• Work order:
Look through the entries below and extract exactly the lines from the one containing "finished without a" through the one containing "let suffix: String", ends included.

┌─ Supplied material

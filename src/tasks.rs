//! Dataset lifecycle and the remote jobs tied to a dataset version.

use rand::RngExt;
use serde_json::Value;
use tracing::{info, warn};

use crate::cache::CacheManager;
use crate::config::TransferConfig;
use crate::dataset::{DatasetRef, StorageKind, StorageLocation};
use crate::error::DataportError;
use crate::format::LogicalFormat;
use crate::job::{self, JobKind, JobState, JobStatus, PollOptions};
use crate::remote::{
    CreateDatasetRequest, DatasetService, DatasetVersionInfo, EtlRequest, ImportSource,
};
use crate::store::ObjectStore;
use crate::table::Table;
use crate::transfer;

const ETL_NAME_ALPHABET: &[u8] = b"abcdefghijklmnopqrstuvwxyz0123456789";
const ETL_NAME_SUFFIX_LEN: usize = 12;

/// Build a reference from the service's description of a version.
///
/// User-owned storage takes its bucket and prefix from `storagePath`, and its
/// region from `storageRegion`, falling back to `default_region`.
pub fn dataset_from_info(
    info: &DatasetVersionInfo,
    default_region: &str,
) -> Result<DatasetRef, DataportError> {
    let dataset = match info.storage_type {
        StorageKind::Managed => DatasetRef::managed(
            &info.group_id,
            &info.version_id,
            info.version,
            info.data_format,
        ),
        StorageKind::UserBucket => {
            let uri = info
                .storage_path
                .as_deref()
                .ok_or_else(|| DataportError::Config {
                    message: format!(
                        "version {} uses user-owned storage but reports no storage path",
                        info.version_id
                    ),
                })?;
            let region = info
                .storage_region
                .clone()
                .unwrap_or_else(|| default_region.to_string());
            DatasetRef::user_bucket(
                &info.group_id,
                &info.version_id,
                info.version,
                info.data_format,
                StorageLocation::from_uri(uri, Some(region))?,
            )
        }
    };

    Ok(dataset.with_name(&info.dataset_name))
}

/// Create an empty dataset.
///
/// # Errors
/// User-owned storage needs a `location`; managed storage must not get one.
pub fn create_bare_dataset(
    name: &str,
    format: LogicalFormat,
    storage: StorageKind,
    location: Option<&StorageLocation>,
    service: &dyn DatasetService,
    config: &TransferConfig,
) -> Result<DatasetRef, DataportError> {
    let request = match (storage, location) {
        (StorageKind::Managed, None) => CreateDatasetRequest::new(name, format),
        (StorageKind::UserBucket, Some(location)) => {
            CreateDatasetRequest::new(name, format).with_location(location)
        }
        (StorageKind::UserBucket, None) => {
            return Err(DataportError::Config {
                message: format!("dataset '{name}' uses user-owned storage but has no path"),
            })
        }
        (StorageKind::Managed, Some(_)) => {
            return Err(DataportError::Config {
                message: format!("dataset '{name}' uses managed storage and takes no location"),
            })
        }
    };

    let info = service.create_dataset(&request)?;
    info!(name, version_id = %info.version_id, "dataset created");
    dataset_from_info(&info, &config.default_region)
}

/// Create a dataset in the user's bucket and import `file_name`, an object
/// already stored under the location's prefix.
pub fn create_from_object_file(
    name: &str,
    format: LogicalFormat,
    location: &StorageLocation,
    file_name: &str,
    is_annotated: bool,
    service: &dyn DatasetService,
    config: &TransferConfig,
) -> Result<DatasetRef, DataportError> {
    let bucket = location
        .bucket
        .as_deref()
        .ok_or_else(|| DataportError::Config {
            message: format!("dataset '{name}' has no storage bucket"),
        })?;
    let dataset = create_bare_dataset(
        name,
        format,
        StorageKind::UserBucket,
        Some(location),
        service,
        config,
    )?;

    let prefix = format!("/{}", location.path().trim_start_matches('/'));
    let source = ImportSource::ObjectPath(format!(
        "/{bucket}{prefix}{}",
        file_name.trim_start_matches('/')
    ));
    let task_id = service.create_import_task(&dataset.dataset_id, &source, is_annotated)?;
    transfer::await_import(&task_id, service, config)?;

    Ok(dataset)
}

pub fn get_existing_dataset(
    version_id: &str,
    service: &dyn DatasetService,
    config: &TransferConfig,
) -> Result<DatasetRef, DataportError> {
    let info = service.get_dataset_version_info(version_id)?;
    dataset_from_info(&info, &config.default_region)
}

/// Create the next version in `dataset`'s group. Format and storage follow
/// whatever the service assigns to the new version.
pub fn create_new_version(
    dataset: &DatasetRef,
    service: &dyn DatasetService,
    config: &TransferConfig,
) -> Result<DatasetRef, DataportError> {
    let info = service.create_dataset_version(&dataset.group_id)?;
    info!(group = %dataset.group_id, version = info.version, "dataset version created");
    dataset_from_info(&info, &config.default_region)
}

/// Load `dataset` through the cache.
///
/// # Errors
/// Returns [`DataportError::EmptyDataset`] before any export when the remote
/// version holds no entities.
pub fn fetch(
    dataset: &DatasetRef,
    cache: &CacheManager,
    service: &dyn DatasetService,
    store: &dyn ObjectStore,
    config: &TransferConfig,
) -> Result<Table, DataportError> {
    let info = service.get_dataset_version_info(&dataset.dataset_id)?;
    if info.entity_count == 0 {
        return Err(DataportError::EmptyDataset {
            dataset_id: dataset.dataset_id.clone(),
        });
    }
    cache.get_or_refresh(dataset, service, store, config)
}

/// Release `dataset`, waiting for the release to finish. Already released
/// versions return at once.
pub fn release_dataset(
    dataset: &DatasetRef,
    service: &dyn DatasetService,
    config: &TransferConfig,
) -> Result<(), DataportError> {
    let info = service.get_dataset_version_info(&dataset.dataset_id)?;
    if info.release_status == Some(JobStatus::Finished) {
        info!(dataset = %dataset.dataset_id, "already released");
        return Ok(());
    }

    service.release_dataset(&dataset.dataset_id)?;
    job::await_completion(
        JobKind::Release,
        &dataset.dataset_id,
        |id| service.get_release_status(id).map(JobState::<()>::new),
        &PollOptions::from_config(config, JobKind::Release),
    )?;
    Ok(())
}

/// Run an ETL task from `source` into a freshly created version.
///
/// Returns the destination version as reported by the finished task.
pub fn run_etl(
    source: &DatasetRef,
    operations: Value,
    service: &dyn DatasetService,
    config: &TransferConfig,
) -> Result<DatasetRef, DataportError> {
    let destination = create_new_version(source, service, config)?;
    let request = EtlRequest {
        name: etl_task_name(),
        source_version_id: source.dataset_id.clone(),
        dest_version_id: destination.dataset_id.clone(),
        operations,
    };

    let task_id = service.create_etl_task(&request)?;
    info!(task = %request.name, task_id = %task_id, "etl task created");

    let finished = job::await_completion(
        JobKind::Etl,
        &task_id,
        |id| {
            service
                .get_etl_task(id)
                .map(|info| JobState::with_payload(info.status, info))
        },
        &PollOptions::from_config(config, JobKind::Etl),
    )?;

    match finished.and_then(|info| info.dest_version_id) {
        Some(version_id) if version_id != destination.dataset_id => {
            warn!(
                expected = %destination.dataset_id,
                reported = %version_id,
                "etl task wrote to a different version"
            );
            get_existing_dataset(&version_id, service, config)
        }
        _ => Ok(destination),
    }
}

/// Evaluate `dataset` against a model and return the result version id.
pub fn run_evaluation(
    dataset: &DatasetRef,
    model_set_id: &str,
    model_id: &str,
    service: &dyn DatasetService,
    config: &TransferConfig,
) -> Result<String, DataportError> {
    let task_id = service.create_evaluation_task(&dataset.dataset_id, model_set_id, model_id)?;
    info!(dataset = %dataset.dataset_id, task_id = %task_id, "evaluation task created");

    let finished = job::await_completion(
        JobKind::Evaluation,
        &task_id,
        |id| {
            service
                .get_evaluation_task(id)
                .map(|info| JobState::with_payload(info.status, info))
        },
        &PollOptions::from_config(config, JobKind::Evaluation),
    )?;

    finished
        .and_then(|info| info.result_version_id)
        .ok_or_else(|| DataportError::RemoteRequest {
            operation: "get_evaluation_task".to_string(),
            message: format!("evaluation task {task_id} finished without a result dataset"),
        })
}

fn etl_task_name() -> String {
    let mut rng = rand::rng();
    let suffix: String = (0..ETL_NAME_SUFFIX_LEN)
        .map(|_| char::from(ETL_NAME_ALPHABET[rng.random_range(0..ETL_NAME_ALPHABET.len())]))
        .collect();
    format!("etl_task_{suffix}")
}

#[cfg(test)]
mod tests {
    use super::*;
    use serde_json::Map;

    fn info(storage_type: StorageKind, storage_path: Option<&str>) -> DatasetVersionInfo {
        DatasetVersionInfo {
            group_id: "g1".into(),
            version_id: "d1".into(),
            dataset_name: "demo".into(),
            version: 2,
            data_format: LogicalFormat::Text,
            storage_type,
            storage_path: storage_path.map(str::to_string),
            storage_region: None,
            modify_time: "2024-01-01T00:00:00Z".into(),
            entity_count: 1,
            release_status: None,
            extra: Map::new(),
        }
    }

    #[test]
    fn user_storage_fills_location_and_default_region() {
        let dataset =
            dataset_from_info(&info(StorageKind::UserBucket, Some("bos://bkt/sets/a")), "bj")
                .unwrap();
        let location = dataset.location().expect("location");
        assert_eq!(location.bucket.as_deref(), Some("bkt"));
        assert_eq!(location.path(), "/sets/a/");
        assert_eq!(location.region.as_deref(), Some("bj"));
        assert_eq!(dataset.name, "demo");
    }

    #[test]
    fn user_storage_without_path_is_config_error() {
        let err = dataset_from_info(&info(StorageKind::UserBucket, None), "bj")
            .expect_err("should fail");
        assert!(matches!(err, DataportError::Config { .. }));
    }

    #[test]
    fn etl_names_are_prefixed_and_random() {
        let first = etl_task_name();
        let second = etl_task_name();
        assert!(first.starts_with("etl_task_"));
        assert_eq!(first.len(), "etl_task_".len() + ETL_NAME_SUFFIX_LEN);
        assert_ne!(first, second);
    }
}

└─

• Answer for this exercise:
            message: format!("evaluation task {task_id} finished without a result dataset"),
        })
}

fn etl_task_name() -> String {
    let mut rng = rand::rng();
    let suffix: String = (0..ETL_NAME_SUFFIX_LEN)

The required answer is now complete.